Output only the lines of the entries that follow, starting at the one with "req.constraints.validate(n, inputs.returns.nrows())?;" and running down to the one with "let a = p.add_vars(n);", both included and unchanged.
--- DATA FOR THIS EXERCISE Enclosed Below ---
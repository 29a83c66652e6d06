//! # Worst-case mean-variance
//!
//! $$
//! \max_{\mathbf w}\ \min_{\mu\in\mathcal U_\mu}\mu^\top\mathbf w
//! -\lambda\max_{\Sigma\in\mathcal U_\Sigma}\sqrt{\mathbf w^\top\Sigma\mathbf w}
//! $$
//!
//! The inner problems have closed forms for box and ellipsoidal sets, which
//! turn the robust problem into a second-order cone program:
//!
//! * box mean: `μ'w - d_μ'|w|`
//! * ellipsoidal mean: `μ'w - k_μ ‖Σ_μ^{1/2} w‖`
//! * box covariance: `w'Σw + λ_max(D)‖w‖²`, `D = max(Σ_u - Σ, Σ - Σ_l)`
//! * ellipsoidal covariance: `w'Σw + k_σ √max(diag Σ_σ) ‖w‖²`

use std::fmt;
use std::str::FromStr;

use ndarray::Array1;
use ndarray::Zip;
use tracing::debug;

use super::conic::Affine;
use super::conic::ConicProblem;
use super::epigraph::matrix_rows;
use super::optimizers::add_constraints;
use super::optimizers::extract_weights;
use super::optimizers::outcome;
use super::optimizers::sharpe_target;
use super::request::ConstraintSet;
use super::request::OptimizationInputs;
use super::solver::SolveOutcome;
use super::solver::SolverChain;
use crate::error::PortfolioError;
use crate::error::Result;
use crate::linalg::sqrtm_psd;
use crate::linalg::sym_eigen_desc;
use crate::stats::uncertainty::UncertaintySets;
use crate::types::check_len;
use crate::types::Objective;
use crate::types::RiskParams;

#[derive(Clone, Copy, Debug, Default, PartialEq, Eq)]
pub enum UncertaintySet {
  Box,
  #[default]
  Ellipsoidal,
  /// No uncertainty, the point estimate.
  Point,
}

impl fmt::Display for UncertaintySet {
  fn fmt(&self, f: &mut fmt::Formatter<'_>) -> fmt::Result {
    let s = match self {
      UncertaintySet::Box => "box",
      UncertaintySet::Ellipsoidal => "ellipsoidal",
      UncertaintySet::Point => "point",
    };
    f.write_str(s)
  }
}

impl FromStr for UncertaintySet {
  type Err = PortfolioError;

  fn from_str(s: &str) -> Result<Self> {
    match s.trim().to_lowercase().as_str() {
      "box" => Ok(UncertaintySet::Box),
      "ellip" | "ellipsoidal" => Ok(UncertaintySet::Ellipsoidal),
      "point" | "none" => Ok(UncertaintySet::Point),
      _ => Err(PortfolioError::UnsupportedMethod(s.to_string())),
    }
  }
}

#[derive(Clone, Debug, PartialEq)]
pub struct WorstCaseRequest {
  pub obj: Objective,
  pub rf: f64,
  pub mu_set: UncertaintySet,
  pub cov_set: UncertaintySet,
  pub params: RiskParams,
  pub constraints: ConstraintSet,
}

impl Default for WorstCaseRequest {
  fn default() -> Self {
    Self {
      obj: Objective::Sharpe,
      rf: 0.0,
      mu_set: UncertaintySet::Box,
      cov_set: UncertaintySet::Box,
      params: RiskParams::default(),
      constraints: ConstraintSet::default(),
    }
  }
}

fn check_sets(sets: &UncertaintySets, n: usize) -> Result<()> {
  check_len("mean box half width", n, sets.d_mu.len())?;
  for (context, m) in [
    ("covariance lower bound", &sets.cov_l),
    ("covariance upper bound", &sets.cov_u),
    ("mean estimate covariance", &sets.cov_mu),
  ] {
    if m.dim() != (n, n) {
      return Err(PortfolioError::mismatch(context, n, m.nrows()));
    }
  }
  check_len("covariance estimate variances", n * n, sets.cov_sigma.len())
}

/// Extra penalty `c` in `‖[Gw; c w]‖` for the covariance set.
fn covariance_penalty(inputs: &OptimizationInputs, sets: &UncertaintySets, set: UncertaintySet) -> f64 {
  match set {
    UncertaintySet::Point => 0.0,
    UncertaintySet::Box => {
      let mut d = &sets.cov_u - &inputs.cov;
      Zip::from(&mut d)
        .and(&inputs.cov)
        .and(&sets.cov_l)
        .for_each(|d, &s, &l| *d = d.max(s - l));
      let (values, _) = sym_eigen_desc(&d.view());
      values.first().copied().unwrap_or(0.0).max(0.0).sqrt()
    }
    UncertaintySet::Ellipsoidal => {
      let worst = sets.cov_sigma.iter().copied().fold(0.0_f64, f64::max);
      (sets.k_sigma * worst.sqrt()).max(0.0).sqrt()
    }
  }
}

/// Robust mean-variance solve over the given uncertainty sets.
pub fn wc_optimization(
  inputs: &OptimizationInputs,
  sets: &UncertaintySets,
  req: &WorstCaseRequest,
  chain: &SolverChain,
) -> Result<SolveOutcome> {
  inputs.validate()?;
  req.params.validate()?;
  let n = inputs.n_assets();
  check_sets(sets, n)?;
  req.constraints.validate(n, inputs.returns.nrows())?;
  if let Objective::Utility { l } = req.obj {
    if !l.is_finite() || l < 0.0 {
      return Err(PortfolioError::invalid("risk aversion must be non-negative"));
    }
  }
  if n == 1 {
    return outcome(inputs.assets, Ok(Array1::from_elem(1, req.constraints.budget)));
  }

  let mut p = ConicProblem::new();
  let w = p.add_vars(n);
  let k = match req.obj {
    Objective::Sharpe => {
      let k = p.add_var();
      p.nonneg(Affine::var(k));
      Some(k)
    }
    _ => None,
  };
  let scale = k.map_or_else(|| Affine::constant(1.0), Affine::var);
  add_constraints(&mut p, &w, &scale, inputs, &req.constraints, &req.params)?;

  let mut ret = Affine::linear(&w, inputs.mu.iter().copied());
  match req.mu_set {
    UncertaintySet::Point => {}
    UncertaintySet::Box => {
      let a = p.add_vars(n);
      for i in 0..n {
        p.geq(Affine::var(a[i]), &Affine::var(w[i]));
        p.geq(Affine::var(a[i]), &Affine::term(w[i], -1.0));
      }
      ret = ret.sub(&Affine::linear(&a, sets.d_mu.iter().copied()));
    }
    UncertaintySet::Ellipsoidal => {
      let e = p.add_var();
      let root = sqrtm_psd(&sets.cov_mu.view());
      p.soc(Affine::var(e), matrix_rows(&root.view(), &w));
      ret = ret.add_term(e, -sets.k_mu);
    }
  }

  let g = p.add_var();
  let mut tail = matrix_rows(&sqrtm_psd(&inputs.cov).view(), &w);
  let c = covariance_penalty(inputs, sets, req.cov_set);
  if c > 0.0 {
    tail.extend(w.iter().map(|&i| Affine::term(i, c)));
  }
  p.soc(Affine::var(g), tail);
  let risk = Affine::var(g);

  match req.obj {
    Objective::MinRisk => p.minimize(&risk),
    Objective::Utility { l } => p.maximize(&ret.sub(&risk.scale(l))),
    Objective::Sharpe => {
      let target = sharpe_target(&inputs.mu, req.rf);
      p.geq(ret.sub(&scale.scale(req.rf)), &Affine::constant(target));
      p.minimize(&risk);
    }
    Objective::MaxRet => p.maximize(&ret),
  }
  debug!(
    mu_set = %req.mu_set,
    cov_set = %req.cov_set,
    obj = ?req.obj,
    vars = p.n_vars(),
    "formulated worst-case problem"
  );

  let c = &req.constraints;
  let result = chain
    .solve(&p)
    .and_then(|x| extract_weights(&x, &w, k, c.budget, c.short));
  outcome(inputs.assets, result)
}

#[cfg(test)]
mod tests {
  use approx::assert_abs_diff_eq;
  use ndarray::Array2;
  use ndarray::Axis;

  use super::*;
  use crate::portfolio::optimizers::optimization;
  use crate::portfolio::request::OptimizationRequest;
  use crate::stats::moments::sample_covariance;
  use crate::stats::uncertainty::worst_case_stats;
  use crate::stats::uncertainty::BoxMethod;
  use crate::stats::uncertainty::EllipsoidMethod;
  use crate::stats::uncertainty::WorstCaseConfig;
  use crate::types::RiskMeasure;

  struct Fixture {
    assets: Vec<String>,
    mu: Array1<f64>,
    cov: Array2<f64>,
    returns: Array2<f64>,
  }

  impl Fixture {
    fn new() -> Self {
      let returns = Array2::from_shape_fn((100, 3), |(t, j)| {
        let tf = t as f64;
        0.002 * (j as f64 + 1.0) + 0.01 * (1.0 + 0.4 * j as f64) * (tf * (0.5 + 0.23 * j as f64)).sin()
      });
      Self {
        assets: (0..3).map(|i| format!("A{i}")).collect(),
        mu: returns.mean_axis(Axis(0)).unwrap(),
        cov: sample_covariance(&returns.view()).unwrap(),
        returns,
      }
    }

    fn inputs(&self) -> OptimizationInputs<'_> {
      OptimizationInputs {
        assets: &self.assets,
        mu: self.mu.view(),
        cov: self.cov.view(),
        returns: self.returns.view(),
      }
    }

    fn sets(&self) -> UncertaintySets {
      let cfg = WorstCaseConfig {
        box_set: BoxMethod::Delta { dmu: 0.1, dcov: 0.1 },
        ellip_set: EllipsoidMethod::Normal,
        n_samples: 200,
        seed: 7,
        ..WorstCaseConfig::default()
      };
      worst_case_stats(&self.returns.view(), &self.mu.view(), &self.cov.view(), &cfg).unwrap()
    }
  }

  #[test]
  fn point_sets_reduce_to_mean_variance() {
    let fx = Fixture::new();
    let req = WorstCaseRequest {
      obj: Objective::MinRisk,
      mu_set: UncertaintySet::Point,
      cov_set: UncertaintySet::Point,
      ..WorstCaseRequest::default()
    };
    let chain = SolverChain::default();
    let robust = wc_optimization(&fx.inputs(), &fx.sets(), &req, &chain)
      .unwrap()
      .into_weights()
      .unwrap()
      .into_values();
    let plain = optimization(
      &fx.inputs(),
      &OptimizationRequest::new(RiskMeasure::MV, Objective::MinRisk),
      &chain,
    )
    .unwrap()
    .into_weights()
    .unwrap()
    .into_values();
    for (a, b) in robust.iter().zip(plain.iter()) {
      assert_abs_diff_eq!(*a, *b, epsilon = 1e-5);
    }
  }

  #[test]
  fn every_set_combination_solves() {
    let fx = Fixture::new();
    let sets = fx.sets();
    let chain = SolverChain::default();
    let all = [UncertaintySet::Box, UncertaintySet::Ellipsoidal, UncertaintySet::Point];
    for mu_set in all {
      for cov_set in all {
        for obj in [Objective::Sharpe, Objective::Utility { l: 2.0 }] {
          let req = WorstCaseRequest {
            obj,
            mu_set,
            cov_set,
            ..WorstCaseRequest::default()
          };
          let w = wc_optimization(&fx.inputs(), &sets, &req, &chain)
            .unwrap()
            .into_weights()
            .unwrap()
            .into_values();
          assert_abs_diff_eq!(w.sum(), 1.0, epsilon = 1e-6);
          assert!(w.iter().all(|v| *v >= 0.0));
        }
      }
    }
  }
}
//! # Portfolio
//!
//! $$
//! \min_{\mathbf w\in\mathcal W}\ \rho(\mathbf w)-\lambda\,\mu^\top\mathbf w
//! $$
//!
//! Mean-risk, risk-parity, hierarchical and worst-case optimizers over a
//! backend-neutral conic formulation, the constraint and view tables that
//! feed them, and the session that caches their inputs.
pub mod conic;
pub mod constraints;
pub(crate) mod epigraph;
pub mod frontier;
pub mod hierarchical;
pub mod optimizers;
pub mod relaxed;
pub mod request;
pub mod risk_parity;
pub mod session;
pub mod solver;
pub mod views;
pub mod worst_case;

pub use constraints::assets_constraints;
pub use constraints::factor_constraints;
pub use constraints::hrp_constraints;
pub use constraints::AssetClasses;
pub use constraints::ConstraintBound;
pub use constraints::ConstraintRow;
pub use constraints::ConstraintTarget;
pub use constraints::FactorConstraintRow;
pub use constraints::Position;
pub use constraints::Sign;
pub use frontier::efficient_frontier;
pub use frontier::frontier_limits;
pub use frontier::FrontierLimits;
pub use frontier::FrontierPoint;
pub use hierarchical::hc_optimization;
pub use hierarchical::HcRisk;
pub use hierarchical::HierarchicalConfig;
pub use optimizers::optimization;
pub use optimizers::SUPPORT_TOLERANCE;
pub use relaxed::rrp_optimization;
pub use relaxed::RrpVersion;
pub use request::Benchmark;
pub use request::ConstraintSet;
pub use request::OptimizationInputs;
pub use request::OptimizationRequest;
pub use request::TrackingError;
pub use request::Turnover;
pub use risk_parity::rp_optimization;
pub use session::FactorViews;
pub use session::RiskReport;
pub use session::Session;
pub use session::SessionConfig;
pub use solver::ClarabelConfig;
pub use solver::ClarabelSolver;
pub use solver::ConicSolver;
pub use solver::InfeasibleReport;
pub use solver::SolveOutcome;
pub use solver::SolverChain;
pub use solver::SolverFailure;
pub use views::assets_views;
pub use views::factors_views;
pub use views::FactorViewRow;
pub use views::ViewRow;
pub use worst_case::wc_optimization;
pub use worst_case::UncertaintySet;
pub use worst_case::WorstCaseRequest;
//! Gerber co-movement statistics.
//!
//! A pair of observations is concordant when both returns exceed `h·σ` in
//! the same direction and discordant when they exceed it in opposite
//! directions; small moves are ignored.

use ndarray::Array1;
use ndarray::Array2;
use ndarray::ArrayView2;

use super::moments::validate_table;
use crate::error::Result;
use crate::linalg::corr2cov;

#[derive(Clone, Copy, Debug, PartialEq, Eq)]
pub enum GerberVariant {
  /// Normalizes by the number of pairs where at least one series moved.
  One,
  /// Normalizes by the geometric mean of the per-series move counts.
  Two,
}

fn population_std(x: &ArrayView2<f64>) -> Array1<f64> {
  x.std_axis(ndarray::Axis(0), 0.0)
}

/// Gerber correlation matrix and the population standard deviations used to
/// set the thresholds.
pub fn gerber_correlation(
  x: &ArrayView2<f64>,
  threshold: f64,
  variant: GerberVariant,
) -> Result<(Array2<f64>, Array1<f64>)> {
  validate_table(x, 2)?;
  let (t, n) = x.dim();
  let std = population_std(x);
  let up = Array2::from_shape_fn((t, n), |(r, c)| {
    if x[[r, c]] >= threshold * std[c] {
      1.0
    } else {
      0.0
    }
  });
  let down = Array2::from_shape_fn((t, n), |(r, c)| {
    if x[[r, c]] <= -threshold * std[c] {
      1.0
    } else {
      0.0
    }
  });

  let conc = up.t().dot(&up) + down.t().dot(&down);
  let disc = up.t().dot(&down) + down.t().dot(&up);
  let h = &conc - &disc;

  let corr = match variant {
    GerberVariant::One => {
      let neither = up.mapv(|v| 1.0 - v) - &down;
      let both_still = neither.t().dot(&neither);
      Array2::from_shape_fn((n, n), |(i, j)| {
        let denom = t as f64 - both_still[[i, j]];
        if i == j {
          1.0
        } else if denom > 0.0 {
          h[[i, j]] / denom
        } else {
          0.0
        }
      })
    }
    GerberVariant::Two => {
      let scale = Array1::from_iter((0..n).map(|i| h[[i, i]].max(0.0).sqrt()));
      Array2::from_shape_fn((n, n), |(i, j)| {
        let denom = scale[i] * scale[j];
        if i == j {
          1.0
        } else if denom > 0.0 {
          h[[i, j]] / denom
        } else {
          0.0
        }
      })
    }
  };
  Ok((corr, std))
}

pub fn gerber_covariance(
  x: &ArrayView2<f64>,
  threshold: f64,
  variant: GerberVariant,
) -> Result<Array2<f64>> {
  let (corr, std) = gerber_correlation(x, threshold, variant)?;
  Ok(corr2cov(&corr.view(), &std))
}

#[cfg(test)]
mod tests {
  use approx::assert_abs_diff_eq;
  use ndarray::array;

  use super::*;

  #[test]
  fn identical_series_are_fully_concordant() {
    let x = array![[0.02, 0.02], [-0.03, -0.03], [0.01, 0.01], [-0.02, -0.02]];
    for variant in [GerberVariant::One, GerberVariant::Two] {
      let (corr, _) = gerber_correlation(&x.view(), 0.5, variant).unwrap();
      assert_abs_diff_eq!(corr[[0, 1]], 1.0, epsilon = 1e-12);
    }
  }

  #[test]
  fn mirrored_series_are_fully_discordant() {
    let x = array![[0.02, -0.02], [-0.03, 0.03], [0.01, -0.01], [-0.02, 0.02]];
    let (corr, _) = gerber_correlation(&x.view(), 0.5, GerberVariant::Two).unwrap();
    assert_abs_diff_eq!(corr[[0, 1]], -1.0, epsilon = 1e-12);
  }
}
--- End of Enclosed DATA FOR THIS EXERCISE ---
ANSWER TO THIS EXERCISE:
  req.constraints.validate(n, inputs.returns.nrows())?;
  if let Objective::Utility { l } = req.obj {
    if !l.is_finite() || l < 0.0 {
      return Err(PortfolioError::invalid("risk aversion must be non-negative"));
    }
  }
  if n == 1 {
    return outcome(inputs.assets, Ok(Array1::from_elem(1, req.constraints.budget)));
  }

  let mut p = ConicProblem::new();
  let w = p.add_vars(n);
  let k = match req.obj {
    Objective::Sharpe => {
      let k = p.add_var();
      p.nonneg(Affine::var(k));
      Some(k)
    }
    _ => None,
  };
  let scale = k.map_or_else(|| Affine::constant(1.0), Affine::var);
  add_constraints(&mut p, &w, &scale, inputs, &req.constraints, &req.params)?;

  let mut ret = Affine::linear(&w, inputs.mu.iter().copied());
  match req.mu_set {
    UncertaintySet::Point => {}
    UncertaintySet::Box => {
      let a = p.add_vars(n);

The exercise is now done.